* TASK TO COMPLETE: Take every line containing "against" out of the records.

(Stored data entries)
[Start of Attachment]

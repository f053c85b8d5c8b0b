//! IMAPS tester
//!
//! Connects to a mail server over TLS and checks that this succeeds. When both
//! a username and a password are given a login is made too, and the test fails
//! if the login, or the logout that follows it, does not succeed.
//!
//! ```text
//! mail.example.com must run imaps [with username 'steve@example.com' with password 'secret']
//! ```
//!
//! The certificate is validated against the host named on the test line.
//! Add `with tls insecure` to skip validation.

use async_trait::async_trait;
use log::debug;
use openssl::ssl::{HandshakeError, SslConnector, SslMethod, SslStream, SslVerifyMode};
use openssl::x509::X509VerifyResult;
use std::collections::HashMap;
use std::io::{Read, Write};
use std::net::{TcpStream, ToSocketAddrs};
use std::time::Duration;

use super::imap::{ImapSession, SetTimeout};
use crate::core::{join_host_port, Deadline, Options, Probe, Test};
use crate::error::{ProbeError, ProbeResult};

/// Registry name of this probe
pub const PROTOCOL: &str = "imaps";

/// Standard IMAP-over-TLS port
pub const DEFAULT_PORT: u16 = 993;

/// Secure-mail-login probe
#[derive(Debug, Default)]
pub struct ImapsProbe;

impl ImapsProbe {
    pub fn new() -> Self {
        Self
    }
}

/// Registry constructor
pub fn factory() -> Box<dyn Probe> {
    Box::new(ImapsProbe::new())
}

/// Certificate handling for one connection
#[derive(Debug, Clone, PartialEq, Eq)]
pub struct TlsSettings {
    /// Validate the peer certificate chain and host name
    pub verify: bool,
    /// Name sent via SNI and checked against the certificate
    pub server_name: Option<String>,
}

impl TlsSettings {
    /// Derive settings from the test line
    ///
    /// The verification name is the target as written on the line, so it stays
    /// correct when `target` has already been resolved to an address.
    pub fn from_test(test: &Test) -> Self {
        if test.argument("tls") == "insecure" {
            Self {
                verify: false,
                server_name: None,
            }
        } else {
            Self {
                verify: true,
                server_name: test.input_host().map(str::to_string),
            }
        }
    }
}

/// Port to connect to, defaulting to 993
pub fn resolve_port(test: &Test) -> ProbeResult<u16> {
    match test.argument("port") {
        "" => Ok(DEFAULT_PORT),
        port => port
            .parse::<u16>()
            .map_err(|e| ProbeError::InvalidArgument(format!("invalid port '{}': {}", port, e))),
    }
}

/// Username and password, only when both are non-empty
pub fn credentials(test: &Test) -> Option<(&str, &str)> {
    match (test.argument("username"), test.argument("password")) {
        ("", _) | (_, "") => None,
        (username, password) => Some((username, password)),
    }
}

/// Open a TCP connection within `deadline`, trying each resolved address
fn dial(address: &str, deadline: &Deadline) -> ProbeResult<TcpStream> {
    let mut last_error = None;
    for addr in address.to_socket_addrs()? {
        match TcpStream::connect_timeout(&addr, deadline.remaining()?) {
            Ok(stream) => return Ok(stream),
            Err(e) => {
                debug!("Connection to {} failed: {}", addr, e);
                last_error = Some(e);
            }
        }
    }

    Err(match last_error {
        Some(e) => ProbeError::from_io(e, deadline.budget()),
        None => ProbeError::NetworkError(format!("no address for {}", address)),
    })
}

/// Establish the TLS session described by `settings`
pub fn connect_tls(address: &str, settings: &TlsSettings, deadline: &Deadline) -> ProbeResult<SslStream<TcpStream>> {
    let mut builder = SslConnector::builder(SslMethod::tls())?;
    if !settings.verify {
        builder.set_verify(SslVerifyMode::NONE);
    }
    let config = builder.build().configure()?;

    let stream = dial(address, deadline)?;
    stream
        .set_timeout(deadline.remaining()?)
        .map_err(|e| ProbeError::from_io(e, deadline.budget()))?;

    let handshake = if settings.verify {
        let name = settings
            .server_name
            .as_deref()
            .ok_or_else(|| ProbeError::InvalidArgument("no server name to verify".to_string()))?;
        config.connect(name, stream)
    } else {
        config
            .verify_hostname(false)
            .use_server_name_indication(false)
            .connect("", stream)
    };

    handshake.map_err(|e| handshake_error(e, deadline.budget()))
}

fn handshake_error(err: HandshakeError<TcpStream>, budget: Duration) -> ProbeError {
    match err {
        HandshakeError::WouldBlock(_) => ProbeError::TimeoutError(budget),
        HandshakeError::SetupFailure(stack) => ProbeError::TlsError(stack.to_string()),
        HandshakeError::Failure(mid) => {
            if let Some(io) = mid.error().io_error() {
                if matches!(io.kind(), std::io::ErrorKind::WouldBlock | std::io::ErrorKind::TimedOut) {
                    return ProbeError::TimeoutError(budget);
                }
            }
            let verify = mid.ssl().verify_result();
            if verify != X509VerifyResult::OK {
                ProbeError::TlsError(format!("certificate verification failed: {}", verify))
            } else {
                ProbeError::TlsError(mid.error().to_string())
            }
        }
    }
}

/// Run the IMAP exchange over an established stream
///
/// A login failure returns at once, without a logout. The stream is dropped
/// on every path out of this function.
pub fn run_session<S: Read + Write + SetTimeout>(
    stream: S,
    credentials: Option<(&str, &str)>,
    deadline: Deadline,
) -> ProbeResult<()> {
    let mut session = ImapSession::open(stream, deadline)?;

    if let Some((username, password)) = credentials {
        session.login(username, password)?;
        session.logout()?;
    }

    Ok(())
}

#[async_trait]
impl Probe for ImapsProbe {
    fn arguments(&self) -> HashMap<&'static str, &'static str> {
        HashMap::from([
            ("port", "^[0-9]+$"),
            ("tls", "insecure"),
            ("username", ".*"),
            ("password", ".*"),
        ])
    }

    fn should_resolve_hostname(&self) -> bool {
        true
    }

    fn example(&self) -> &'static str {
        r#"
IMAPS Tester
------------
 The IMAPS tester connects to a remote host and ensures that this succeeds.

 If you supply a username & password a login will be made, and the test will
 fail if this login does not succeed.

 This test is invoked via input like so:

    host.example.com must run imaps

 Because IMAPS uses TLS this test will ensure the validity of the certificate as
 part of the test, if you wish to disable this add "with tls insecure".
"#
    }

    async fn run_test(&self, test: &Test, target: &str, opts: Options) -> ProbeResult<()> {
        let port = resolve_port(test)?;
        let address = join_host_port(target, port);
        let settings = TlsSettings::from_test(test);
        let login = credentials(test).map(|(u, p)| (u.to_string(), p.to_string()));
        let deadline = opts.deadline();

        debug!("Connecting to {} (verify: {})", address, settings.verify);

        // openssl streams are blocking; keep them off the async workers
        let session = tokio::task::spawn_blocking(move || {
            let stream = connect_tls(&address, &settings, &deadline)?;
            run_session(stream, login.as_ref().map(|(u, p)| (u.as_str(), p.as_str())), deadline)
        });

        // The blocking side re-arms per step; this caps a single stalled step
        match tokio::time::timeout(opts.timeout, session).await {
            Ok(joined) => joined?,
            Err(_) => Err(ProbeError::TimeoutError(opts.timeout)),
        }
    }
}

[End of Attachment]

* REPLY TO THE TASK:
//! The certificate is validated against the host named on the test line.
    /// Name sent via SNI and checked against the certificate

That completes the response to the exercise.